Nusa Dua, Indonesia, Dec 4 - Indonesia, the world's largest palm producer, could see output rise by 8 to 8.5 percent in 2009 to 20.25 million tonnes, a top industry official said on Thursday.
Output growth is expected to slow next year as producers boost replanting activities and apply less fertiliser in the face of weakening palm oil prices, Derom Bangun, executive chairman of the Indonesian Palm Oil Producer's Association (GAPKI), said.
Prices of palm oil, which is used in making products ranging from cakes to cosmetics, have fallen nearly two-thirds from a record of 4,486 ringgit ($1,233) per tonne as crude markets falter and a global recession deepens.
"So we are expecting farmers to apply less fertilisers, so growth rate is expected to be slower, at 8-8.5 percent (in 2009) compared to more than 10 percent this year," Bangun told an industry conference in Bali.

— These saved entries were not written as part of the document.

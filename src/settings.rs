use std::{
    fs,
    path::{Path, PathBuf},
    sync::RwLock,
    time::Duration,
};

use anyhow::{anyhow, Context, Result};
use serde::{Deserialize, Serialize};

use crate::attendance::DEFAULT_MIN_WORK_HOURS;
use crate::camera::QualityThresholds;

const DATA_DIR_ENV: &str = "TIMECLOCK_DATA_DIR";
const DEBUG_ENV: &str = "TIMECLOCK_DEBUG";
const DEBUG_RECONCILE_INTERVAL_SECS: u64 = 5;

#[derive(Debug, Clone, PartialEq, Serialize, Deserialize)]
#[serde(rename_all = "camelCase", default)]
pub struct ApiSettings {
    pub base_url: String,
    pub auth_token: String,
    pub register_path: String,
    pub request_timeout_secs: u64,
}

impl Default for ApiSettings {
    fn default() -> Self {
        Self {
            base_url: "http://localhost:5000/".into(),
            auth_token: String::new(),
            register_path: "api/timesheet/register".into(),
            request_timeout_secs: 100,
        }
    }
}

#[derive(Debug, Clone, PartialEq, Serialize, Deserialize)]
#[serde(rename_all = "camelCase", default)]
pub struct ResilienceSettings {
    pub retry_count: u32,
    pub retry_base_delay_secs: u64,
    pub breaker_failure_threshold: u32,
    pub breaker_open_secs: u64,
}

impl Default for ResilienceSettings {
    fn default() -> Self {
        Self {
            retry_count: 3,
            retry_base_delay_secs: 2,
            breaker_failure_threshold: 5,
            breaker_open_secs: 30,
        }
    }
}

#[derive(Debug, Clone, PartialEq, Serialize, Deserialize)]
#[serde(rename_all = "camelCase", default)]
pub struct Settings {
    pub api: ApiSettings,
    pub device_id: String,
    pub location: String,
    pub min_work_hours: f64,
    pub quality: QualityThresholds,
    pub resilience: ResilienceSettings,
    pub reconcile_interval_secs: u64,
    /// Defaults to `<data dir>/photos` when unset.
    pub photo_dir: Option<PathBuf>,
    /// Still image served by the simulated camera.
    pub camera_image: Option<PathBuf>,
}

impl Default for Settings {
    fn default() -> Self {
        Self {
            api: ApiSettings::default(),
            device_id: "DEVICE_001".into(),
            location: "Main Office (Simulated)".into(),
            min_work_hours: DEFAULT_MIN_WORK_HOURS,
            quality: QualityThresholds::default(),
            resilience: ResilienceSettings::default(),
            reconcile_interval_secs: 60,
            photo_dir: None,
            camera_image: None,
        }
    }
}

impl Settings {
    pub fn reconcile_interval(&self) -> Duration {
        let debug_mode = std::env::var(DEBUG_ENV)
            .map(|value| value == "1" || value.eq_ignore_ascii_case("true"))
            .unwrap_or(false);
        if debug_mode {
            Duration::from_secs(DEBUG_RECONCILE_INTERVAL_SECS)
        } else {
            Duration::from_secs(self.reconcile_interval_secs.max(1))
        }
    }

    pub fn photo_dir_in(&self, data_dir: &Path) -> PathBuf {
        self.photo_dir
            .clone()
            .unwrap_or_else(|| data_dir.join("photos"))
    }

    fn validate(&self) -> Result<()> {
        if self.quality.min_brightness > self.quality.max_brightness {
            return Err(anyhow!(
                "quality.minBrightness ({}) exceeds quality.maxBrightness ({})",
                self.quality.min_brightness,
                self.quality.max_brightness
            ));
        }
        if self.min_work_hours.is_nan() || self.min_work_hours < 0.0 {
            return Err(anyhow!("minWorkHours must be a non-negative number"));
        }
        if self.resilience.breaker_failure_threshold == 0 {
            return Err(anyhow!("resilience.breakerFailureThreshold must be at least 1"));
        }
        reqwest::Url::parse(&self.api.base_url)
            .with_context(|| format!("api.baseUrl '{}' is not a valid URL", self.api.base_url))?;
        Ok(())
    }
}

/// Directory holding the ledger, settings and photos.
pub fn data_dir() -> Result<PathBuf> {
    if let Ok(dir) = std::env::var(DATA_DIR_ENV) {
        return Ok(PathBuf::from(dir));
    }
    dirs::data_local_dir()
        .map(|dir| dir.join("timeclock"))
        .ok_or_else(|| anyhow!("could not determine a data directory; set {DATA_DIR_ENV}"))
}

pub struct SettingsStore {
    path: PathBuf,
    data: RwLock<Settings>,
}

impl SettingsStore {
    /// Loads `path`, writing the defaults there first if the file does not exist.
    pub fn new(path: PathBuf) -> Result<Self> {
        let data: Settings = if path.exists() {
            let contents = fs::read_to_string(&path)
                .with_context(|| format!("Failed to read settings from {}", path.display()))?;
            serde_json::from_str(&contents)
                .with_context(|| format!("Failed to parse settings in {}", path.display()))?
        } else {
            let defaults = Settings::default();
            persist(&path, &defaults)?;
            defaults
        };
        data.validate()
            .with_context(|| format!("Invalid settings in {}", path.display()))?;

        Ok(Self {
            path,
            data: RwLock::new(data),
        })
    }

    pub fn path(&self) -> &Path {
        &self.path
    }

    pub fn current(&self) -> Settings {
        match self.data.read() {
            Ok(guard) => guard.clone(),
            Err(poisoned) => poisoned.into_inner().clone(),
        }
    }

    pub fn update(&self, settings: Settings) -> Result<()> {
        settings.validate()?;
        let mut guard = match self.data.write() {
            Ok(guard) => guard,
            Err(poisoned) => poisoned.into_inner(),
        };
        persist(&self.path, &settings)?;
        *guard = settings;
        Ok(())
    }
}

fn persist(path: &Path, data: &Settings) -> Result<()> {
    if let Some(parent) = path.parent() {
        fs::create_dir_all(parent)
            .with_context(|| format!("Failed to create settings directory {}", parent.display()))?;
    }
    let serialized = serde_json::to_string_pretty(data)?;
    fs::write(path, serialized)
        .with_context(|| format!("Failed to write settings to {}", path.display()))
}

This year production was seen at 18.8 million tonnes, or 1.8 million tonnes more than 2007, he said.
But the association's forecast is still much higher than the government forecast of 19.4 million tonnes for next year.
The financial crisis will set the tone for palm oil prices, Bangun added.
"For 2009, my cautious figure for average palm oil price CIF Rotterdam would be $500-$600 per tonne but if the current crisis deepens, the price could fall below $450," Bangun said.
On Wednesday, crude palm oil traded in Rotterdam for Jan/Mar 2009 delivery fell $15 to $490 per tonne, Reuters data showed.